=== WHAT IS BEING ASKED ===
Each record should be given back exactly, with none missing.
[[ THE DATA open ]]
//! Path normalization: incoming request paths to canonical backend paths

use crate::error::{ProxyError, Result};
use crate::platform::Platform;
use std::fmt;
use tracing::debug;

/// A canonical backend path with its preserved query string.
///
/// Produced only by [`transform`]; re-transforming one yields itself.
#[derive(Debug, Clone, PartialEq, Eq, Hash)]
pub struct NormalizedPath(String);

impl NormalizedPath {
    pub fn as_str(&self) -> &str {
        &self.0
    }

    /// The path without its query string
    pub fn path_only(&self) -> &str {
        match self.0.split_once('?') {
            Some((path, _)) => path,
            None => &self.0,
        }
    }
}

impl fmt::Display for NormalizedPath {
    fn fmt(&self, f: &mut fmt::Formatter<'_>) -> fmt::Result {
        f.write_str(&self.0)
    }
}

/// Map an incoming request path to the platform's canonical backend path.
///
/// The platform prefix is stripped when present. If the remainder begins with
/// one of the platform's passthrough prefixes it is already canonical and is
/// returned with a single leading slash, untouched. Anything else is a bare
/// identifier that lives under the platform's rewrite target. Query strings
/// pass through verbatim and trailing slashes are preserved.
///
/// Pure and deterministic; safe to call concurrently without synchronization.
///
/// # Errors
/// Returns [`ProxyError::Mapping`] for an empty or non-absolute path.
pub fn transform(path: &str, platform: Platform) -> Result<NormalizedPath> {
    if path.is_empty() || !path.starts_with('/') {
        return Err(ProxyError::Mapping(format!(
            "request path must be absolute, got '{}'",
            path
        )));
    }

    let (path_part, query) = match path.split_once('?') {
        Some((p, q)) => (p, Some(q)),
        None => (path, None),
    };

    let rule = platform.rule();

    // Strip the platform prefix when present. Already-canonical paths carry
    // no prefix, which is what makes the transform idempotent.
    let mut remainder = path_part.trim_start_matches('/');
    if let Some(rest) = remainder.strip_prefix(rule.prefix) {
        if rest.is_empty() {
            remainder = "";
        } else if let Some(rest) = rest.strip_prefix('/') {
            remainder = rest.trim_start_matches('/');
        }
        // A longer first segment that merely starts with the prefix
        // ("jenkinsfiles") is not a platform prefix; leave it alone.
    }

    let canonical = if remainder.is_empty() {
        format!("/{}/", rule.rewrite_target)
    } else if is_passthrough(remainder, rule.passthrough_prefixes) {
        format!("/{}", remainder)
    } else {
        format!("/{}/{}", rule.rewrite_target, remainder)
    };

    let normalized = match query {
        Some(q) => format!("{}?{}", canonical, q),
        None => canonical,
    };

    debug!(
        "transformed path: platform={}, in={}, out={}",
        platform, path, normalized
    );
    Ok(NormalizedPath(normalized))
}

/// Whether a prefix-stripped path is already in canonical backend form.
///
/// First match wins; a bare segment equal to a passthrough directory (no
/// trailing slash) counts as canonical too.
fn is_passthrough(remainder: &str, prefixes: &[&str]) -> bool {
    prefixes
        .iter()
        .any(|p| remainder.starts_with(p) || remainder == &p[..p.len() - 1])
}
[[ THE DATA closed ]]
=== OUTPUT BELOW ===
//! Path normalization: incoming request paths to canonical backend paths

use crate::error::{ProxyError, Result};
use crate::platform::Platform;
use std::fmt;
use tracing::debug;

/// A canonical backend path with its preserved query string.
///
/// Produced only by [`transform`]; re-transforming one yields itself.
#[derive(Debug, Clone, PartialEq, Eq, Hash)]
pub struct NormalizedPath(String);

impl NormalizedPath {
    pub fn as_str(&self) -> &str {
        &self.0
    }

    /// The path without its query string
    pub fn path_only(&self) -> &str {
        match self.0.split_once('?') {
            Some((path, _)) => path,
            None => &self.0,
        }
    }
}

impl fmt::Display for NormalizedPath {
    fn fmt(&self, f: &mut fmt::Formatter<'_>) -> fmt::Result {
        f.write_str(&self.0)
    }
}

/// Map an incoming request path to the platform's canonical backend path.
///
/// The platform prefix is stripped when present. If the remainder begins with
/// one of the platform's passthrough prefixes it is already canonical and is
/// returned with a single leading slash, untouched. Anything else is a bare
/// identifier that lives under the platform's rewrite target. Query strings
/// pass through verbatim and trailing slashes are preserved.
///
/// Pure and deterministic; safe to call concurrently without synchronization.
///
/// # Errors
/// Returns [`ProxyError::Mapping`] for an empty or non-absolute path.
pub fn transform(path: &str, platform: Platform) -> Result<NormalizedPath> {
    if path.is_empty() || !path.starts_with('/') {
        return Err(ProxyError::Mapping(format!(
            "request path must be absolute, got '{}'",
            path
        )));
    }

    let (path_part, query) = match path.split_once('?') {
        Some((p, q)) => (p, Some(q)),
        None => (path, None),
    };

    let rule = platform.rule();

    // Strip the platform prefix when present. Already-canonical paths carry
    // no prefix, which is what makes the transform idempotent.
    let mut remainder = path_part.trim_start_matches('/');
    if let Some(rest) = remainder.strip_prefix(rule.prefix) {
        if rest.is_empty() {
            remainder = "";
        } else if let Some(rest) = rest.strip_prefix('/') {
            remainder = rest.trim_start_matches('/');
        }
        // A longer first segment that merely starts with the prefix
        // ("jenkinsfiles") is not a platform prefix; leave it alone.
    }

    let canonical = if remainder.is_empty() {
        format!("/{}/", rule.rewrite_target)
    } else if is_passthrough(remainder, rule.passthrough_prefixes) {
        format!("/{}", remainder)
    } else {
        format!("/{}/{}", rule.rewrite_target, remainder)
    };

    let normalized = match query {
        Some(q) => format!("{}?{}", canonical, q),
        None => canonical,
    };

    debug!(
        "transformed path: platform={}, in={}, out={}",
        platform, path, normalized
    );
    Ok(NormalizedPath(normalized))
}

/// Whether a prefix-stripped path is already in canonical backend form.
///
/// First match wins; a bare segment equal to a passthrough directory (no
/// trailing slash) counts as canonical too.
fn is_passthrough(remainder: &str, prefixes: &[&str]) -> bool {
    prefixes
        .iter()
        .any(|p| remainder.starts_with(p) || remainder == &p[..p.len() - 1])
}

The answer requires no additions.